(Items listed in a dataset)

- Opening Delimiter -

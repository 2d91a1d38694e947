//! Integration tests for the cleaning pipeline.
//!
//! These tests verify end-to-end behavior of the pipeline using the CSV
//! fixtures in `tests/fixtures`.

use eda_processing::{
    CleaningConfig, Column, DataProfiler, Dataset, DatasetCleaner, EmptyColumnPolicy, FillValue,
    ImputationStrategy, Pipeline, ProcessedDataset, ProcessingStage, ReportGenerator, io,
};
use polars::prelude::*;
use pretty_assertions::assert_eq;
use std::path::PathBuf;
use std::sync::atomic::{AtomicUsize, Ordering};
use std::sync::{Arc, Mutex};

// ============================================================================
// Helper Functions
// ============================================================================

fn fixtures_path() -> PathBuf {
    PathBuf::from(env!("CARGO_MANIFEST_DIR")).join("tests/fixtures")
}

fn process_fixture(filename: &str) -> ProcessedDataset {
    Pipeline::builder()
        .build()
        .unwrap()
        .process_file(fixtures_path().join(filename))
        .expect("Pipeline should complete successfully")
}

fn numeric(processed: &ProcessedDataset, name: &str) -> Vec<f64> {
    processed
        .dataset
        .column(name)
        .unwrap()
        .numeric_values()
        .expect("numeric column")
        .into_iter()
        .map(|v| v.expect("no missing values after cleaning"))
        .collect()
}

fn text(processed: &ProcessedDataset, name: &str) -> Vec<String> {
    processed
        .dataset
        .column(name)
        .unwrap()
        .categorical_values()
        .expect("categorical column")
        .iter()
        .map(|v| v.clone().expect("no missing values after cleaning"))
        .collect()
}

fn assert_close(actual: f64, expected: f64) {
    assert!(
        (actual - expected).abs() < 1e-9,
        "expected {}, got {}",
        expected,
        actual
    );
}

// ============================================================================
// Cleaning Behavior
// ============================================================================

#[test]
fn test_skewed_and_symmetric_columns() {
    let processed = process_fixture("skewed.csv");

    // skewed: median 2.5 fills the gap, then 100 is clipped to Q3 + 1.5 * IQR
    assert_eq!(numeric(&processed, "x"), vec![1.0, 2.0, 3.0, 4.5, 2.5]);
    // symmetric: mean 2.5 fills the gap, nothing clipped
    assert_eq!(numeric(&processed, "y"), vec![1.0, 2.0, 3.0, 4.0, 2.5]);
    assert_eq!(text(&processed, "label"), vec!["a", "a", "b", "a", "c"]);

    let strategies: Vec<_> = processed
        .summary
        .imputations
        .iter()
        .map(|r| (r.column.as_str(), r.strategy))
        .collect();
    assert_eq!(
        strategies,
        vec![
            ("x", ImputationStrategy::Median),
            ("y", ImputationStrategy::Mean),
            ("label", ImputationStrategy::Mode),
        ]
    );
}

#[test]
fn test_mixed_dataset() {
    let processed = process_fixture("mixed.csv");

    assert_eq!(processed.dataset.shape(), (8, 5));
    assert_eq!(
        processed.dataset.column_names(),
        vec!["id", "age", "income", "city", "member"]
    );
    assert_eq!(processed.summary.missing_before, 5);
    assert_eq!(processed.summary.missing_after, 0);

    // "NA" is read as missing; age is not skewed so the mean is used
    let age = numeric(&processed, "age");
    assert_close(age[2], 200.0 / 6.0);
    assert_close(age[6], 200.0 / 6.0);

    // income is skewed by the 1,000,000 entry: median fill, then clipped
    let income = numeric(&processed, "income");
    assert_close(income[3], 55000.0);
    // Q1 = 47000, Q3 = 58000: upper fence 74500
    assert_close(income[5], 74500.0);
    assert_close(income[0], 40000.0);

    // Oslo and Rome both appear three times; Oslo is seen first
    assert_eq!(text(&processed, "city")[4], "Oslo");
    assert_eq!(text(&processed, "member")[3], "true");

    assert_eq!(numeric(&processed, "id"), (1..=8).map(f64::from).collect::<Vec<_>>());
}

#[test]
fn test_numeric_values_within_bounds_after_cleaning() {
    let processed = process_fixture("mixed.csv");

    for record in &processed.summary.clipping {
        for value in numeric(&processed, &record.column) {
            assert!(
                value >= record.lower_bound && value <= record.upper_bound,
                "{} out of [{}, {}] in '{}'",
                value,
                record.lower_bound,
                record.upper_bound,
                record.column
            );
        }
    }
    assert_eq!(processed.summary.values_clipped(), 1);
}

#[test]
fn test_quoted_fields_survive_round_trip() {
    let processed = process_fixture("quoted.csv");

    assert_eq!(text(&processed, "name")[0], "Smith, Anna");
    assert_eq!(text(&processed, "comment")[2], "said \"hello\"");
    // skewed column: median 81.5, then 90.25 clipped to 81.5 + 1.5 * 2.5
    let score = numeric(&processed, "score");
    assert_close(score[1], 81.5);
    assert_close(score[3], 85.25);

    let bytes = processed.to_csv_bytes().unwrap();
    let reread = io::read_csv_bytes(&bytes, &CleaningConfig::default()).unwrap();
    let reread = Dataset::from_dataframe(&reread).unwrap();

    assert_eq!(reread.shape(), processed.dataset.shape());
    assert_eq!(
        reread.column("comment").unwrap().categorical_values().unwrap()[3],
        Some("multi\nline".to_string())
    );
}

#[test]
fn test_recleaning_leaves_data_unchanged() {
    let processed = process_fixture("mixed.csv");

    let again = DatasetCleaner::default()
        .clean(processed.dataset.clone())
        .unwrap();

    assert!(again.summary.imputations.is_empty());
    assert_eq!(again.summary.values_clipped(), 0);
    assert_eq!(again.dataset, processed.dataset);
}

#[test]
fn test_large_integer_ids_survive_round_trip() {
    let csv = b"id,v\n9007199254740993,1\n9007199254740995,\n9007199254740997,3\n";
    let processed = Pipeline::builder().build().unwrap().process_bytes(csv).unwrap();

    let text = String::from_utf8(processed.to_csv_bytes().unwrap()).unwrap();
    assert_eq!(
        text.lines().collect::<Vec<_>>(),
        vec![
            "id,v",
            "9007199254740993,1",
            "9007199254740995,2",
            "9007199254740997,3",
        ]
    );
}

#[test]
fn test_unsigned_ids_beyond_i64_survive_round_trip() {
    let csv = b"id\n18446744073709551615\n18446744073709551613\n18446744073709551611\n";
    let processed = Pipeline::builder().build().unwrap().process_bytes(csv).unwrap();

    assert_eq!(processed.summary.values_clipped(), 0);
    let text = String::from_utf8(processed.to_csv_bytes().unwrap()).unwrap();
    assert_eq!(
        text.lines().collect::<Vec<_>>(),
        vec![
            "id",
            "18446744073709551615",
            "18446744073709551613",
            "18446744073709551611",
        ]
    );
}

#[test]
fn test_type_change_after_schema_sample() {
    let mut csv = String::from("n,label\n");
    for row in 0..1200 {
        let n = if row == 1100 { "2.5".to_string() } else { (row % 40).to_string() };
        let label = if row == 1150 { "" } else { "a" };
        csv.push_str(&format!("{},{}\n", n, label));
    }

    let processed = Pipeline::builder()
        .build()
        .unwrap()
        .process_bytes(csv.as_bytes())
        .unwrap();

    assert_eq!(processed.dataset.shape(), (1200, 2));
    assert_eq!(processed.dataset.missing_count(), 0);
    assert_close(numeric(&processed, "n")[1100], 2.5);
}

// ============================================================================
// Failure Handling
// ============================================================================

#[test]
fn test_fully_missing_column_fails_the_run() {
    let result = Pipeline::builder()
        .build()
        .unwrap()
        .process_file(fixtures_path().join("all_missing.csv"));

    let err = result.unwrap_err();
    assert_eq!(err.error_code(), "NO_VALID_VALUES");
    assert!(err.to_string().contains("'b'"));
}

#[test]
fn test_fully_missing_column_kept_when_configured() {
    let config = CleaningConfig::builder()
        .empty_column_policy(EmptyColumnPolicy::Keep)
        .build()
        .unwrap();

    let processed = Pipeline::builder()
        .config(config)
        .build()
        .unwrap()
        .process_file(fixtures_path().join("all_missing.csv"))
        .unwrap();

    assert_eq!(processed.summary.missing_after, 3);
    assert_eq!(processed.summary.warnings.len(), 1);
    assert_eq!(numeric(&processed, "a"), vec![1.0, 2.0, 3.0]);
}

#[test]
fn test_unsupported_column_type_fails_the_run() {
    let when = Series::new("when".into(), &[19_000i32, 19_001, 19_002])
        .cast(&DataType::Date)
        .unwrap();
    let value = Series::new("v".into(), &[1.0f64, 2.0, 3.0]);
    let df = DataFrame::new(vec![when.into(), value.into()]).unwrap();

    let err = Pipeline::builder().build().unwrap().process(df).unwrap_err();

    assert_eq!(err.error_code(), "UNSUPPORTED_COLUMN_TYPE");
    assert!(err.to_string().contains("when"));
}

#[test]
fn test_missing_file_is_an_io_error() {
    let err = Pipeline::builder()
        .build()
        .unwrap()
        .process_file(fixtures_path().join("does_not_exist.csv"))
        .unwrap_err();

    assert_eq!(err.error_code(), "IO_ERROR");
}

#[test]
fn test_empty_upload_is_rejected() {
    let err = Pipeline::builder().build().unwrap().process_bytes(b"").unwrap_err();
    assert_eq!(err.error_code(), "EMPTY_INPUT");
}

#[test]
fn test_failed_run_writes_nothing() {
    let dir = tempfile::tempdir().unwrap();
    let pipeline = Pipeline::builder().build().unwrap();

    let result = pipeline
        .process_file(fixtures_path().join("all_missing.csv"))
        .and_then(|processed| processed.write_csv(dir.path()));

    assert!(result.is_err());
    assert_eq!(std::fs::read_dir(dir.path()).unwrap().count(), 0);
}

// ============================================================================
// Progress Reporting
// ============================================================================

#[test]
fn test_progress_callback_is_monotonic() {
    let progress = Arc::new(Mutex::new(Vec::new()));
    let progress_clone = progress.clone();
    let calls = Arc::new(AtomicUsize::new(0));
    let calls_clone = calls.clone();

    Pipeline::builder()
        .on_progress(move |update| {
            calls_clone.fetch_add(1, Ordering::SeqCst);
            progress_clone.lock().unwrap().push((update.stage, update.progress));
        })
        .build()
        .unwrap()
        .process_file(fixtures_path().join("mixed.csv"))
        .unwrap();

    let progress = progress.lock().unwrap();
    assert!(calls.load(Ordering::SeqCst) >= 10);
    assert!(progress.windows(2).all(|w| w[0].1 <= w[1].1));
    assert_eq!(progress.last().unwrap().0, ProcessingStage::Complete);
}

// ============================================================================
// Visualization Data
// ============================================================================

#[test]
fn test_visualization_plan_for_mixed_dataset() {
    let processed = process_fixture("mixed.csv");
    let visuals = &processed.visuals;

    assert_eq!(visuals.numeric_columns, vec!["id", "age", "income"]);
    assert_eq!(visuals.categorical_columns, vec!["city", "member"]);
    assert_eq!(visuals.histograms.len(), 3);
    assert_eq!(visuals.box_plots.len(), 3);
    assert_eq!(visuals.bar_charts.len(), 2);

    for histogram in &visuals.histograms {
        let total: usize = histogram.bins.iter().map(|b| b.count).sum();
        assert_eq!(total, 8, "histogram of '{}'", histogram.column);
    }

    let correlation = visuals.correlation.as_ref().expect("three numeric columns");
    assert_eq!(correlation.labels, vec!["id", "age", "income"]);
    assert_close(correlation.get("id", "id").unwrap(), 1.0);

    // member has 2 distinct values, city has 3
    assert_eq!(visuals.grouped_box_plots.len(), 3);
    assert!(visuals.grouped_box_plots.iter().all(|g| g.group_column == "member"));
    let groups: Vec<&str> = visuals.grouped_box_plots[0]
        .groups
        .iter()
        .map(|g| g.group.as_str())
        .collect();
    assert_eq!(groups, vec!["false", "true"]);

    let city = &visuals.bar_charts[0];
    assert_eq!(city.column, "city");
    assert_eq!(city.counts[0].value, "Oslo");
    assert_eq!(city.counts[0].count, 4);
}

#[test]
fn test_no_correlation_for_single_numeric_column() {
    let dataset = Dataset::new(vec![
        Column::numeric("x", [Some(1.0), Some(2.0), Some(3.0)]),
        Column::categorical("c", [Some("a"), Some("b"), Some("a")]),
    ])
    .unwrap();
    let df = dataset.to_dataframe().unwrap();

    let processed = Pipeline::builder().build().unwrap().process(df).unwrap();

    assert!(processed.visuals.correlation.is_none());
    assert_eq!(processed.visuals.grouped_box_plots.len(), 1);
}

// ============================================================================
// Output
// ============================================================================

#[test]
fn test_write_cleaned_csv_with_fixed_name() {
    let dir = tempfile::tempdir().unwrap();
    let processed = process_fixture("skewed.csv");

    let path = processed.write_csv(dir.path()).unwrap();
    assert_eq!(path.file_name().unwrap(), "cleaned_data.csv");
    assert_eq!(processed.file_name(), "cleaned_data.csv");

    let df = CsvReadOptions::default()
        .with_has_header(true)
        .try_into_reader_with_file_path(Some(path))
        .unwrap()
        .finish()
        .unwrap();

    assert_eq!(df.shape(), (5, 3));
    assert_eq!(df.column("x").unwrap().null_count(), 0);
    assert_eq!(df.column("label").unwrap().null_count(), 0);
}

#[test]
fn test_preview_rows() {
    let processed = process_fixture("mixed.csv");
    let preview = processed.preview();

    assert_eq!(preview.rows.len(), 5);
    assert_eq!(preview.total_rows, 8);
    assert_eq!(preview.columns.len(), 5);
    assert!(preview.rows.iter().flatten().all(Option::is_some));
}

#[test]
fn test_report_round_trip_through_json() {
    let dir = tempfile::tempdir().unwrap();
    let config = CleaningConfig::default();
    let path = fixtures_path().join("skewed.csv");

    let raw = io::load_dataset(&path, &config).unwrap();
    let profile = DataProfiler::profile_dataset(&raw, &config);
    let processed = Pipeline::builder().build().unwrap().process_file(&path).unwrap();

    let report = ReportGenerator::build_report("skewed.csv", None, profile, &processed, true);
    let report_path = ReportGenerator::new(dir.path())
        .write_report_to_file(&report, "skewed")
        .unwrap();

    let json: serde_json::Value =
        serde_json::from_str(&std::fs::read_to_string(report_path).unwrap()).unwrap();

    assert_eq!(json["profile"]["missing_cells"], 3);
    assert_eq!(json["summary"]["imputations"][0]["strategy"], "median");
    assert_eq!(json["summary"]["imputations"][0]["fill_value"], 2.5);
    assert_eq!(json["summary"]["imputations"][2]["fill_value"], "a");
    assert_eq!(
        report.summary.imputations[2].fill_value,
        FillValue::Text("a".to_string())
    );
}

- Closing Delimiter -

» **ASSIGNED TASK**
Please copy, exactly and with nothing else, the lines above beginning at the line that has "let visuals = &processed.visuals;" and ending with the line that has "values, city has 3".

» **SOLUTION**
    let visuals = &processed.visuals;

    assert_eq!(visuals.numeric_columns, vec!["id", "age", "income"]);
    assert_eq!(visuals.categorical_columns, vec!["city", "member"]);
    assert_eq!(visuals.histograms.len(), 3);
    assert_eq!(visuals.box_plots.len(), 3);
    assert_eq!(visuals.bar_charts.len(), 2);

    for histogram in &visuals.histograms {
        let total: usize = histogram.bins.iter().map(|b| b.count).sum();
        assert_eq!(total, 8, "histogram of '{}'", histogram.column);
    }

    let correlation = visuals.correlation.as_ref().expect("three numeric columns");
    assert_eq!(correlation.labels, vec!["id", "age", "income"]);
    assert_close(correlation.get("id", "id").unwrap(), 1.0);

    // member has 2 distinct values, city has 3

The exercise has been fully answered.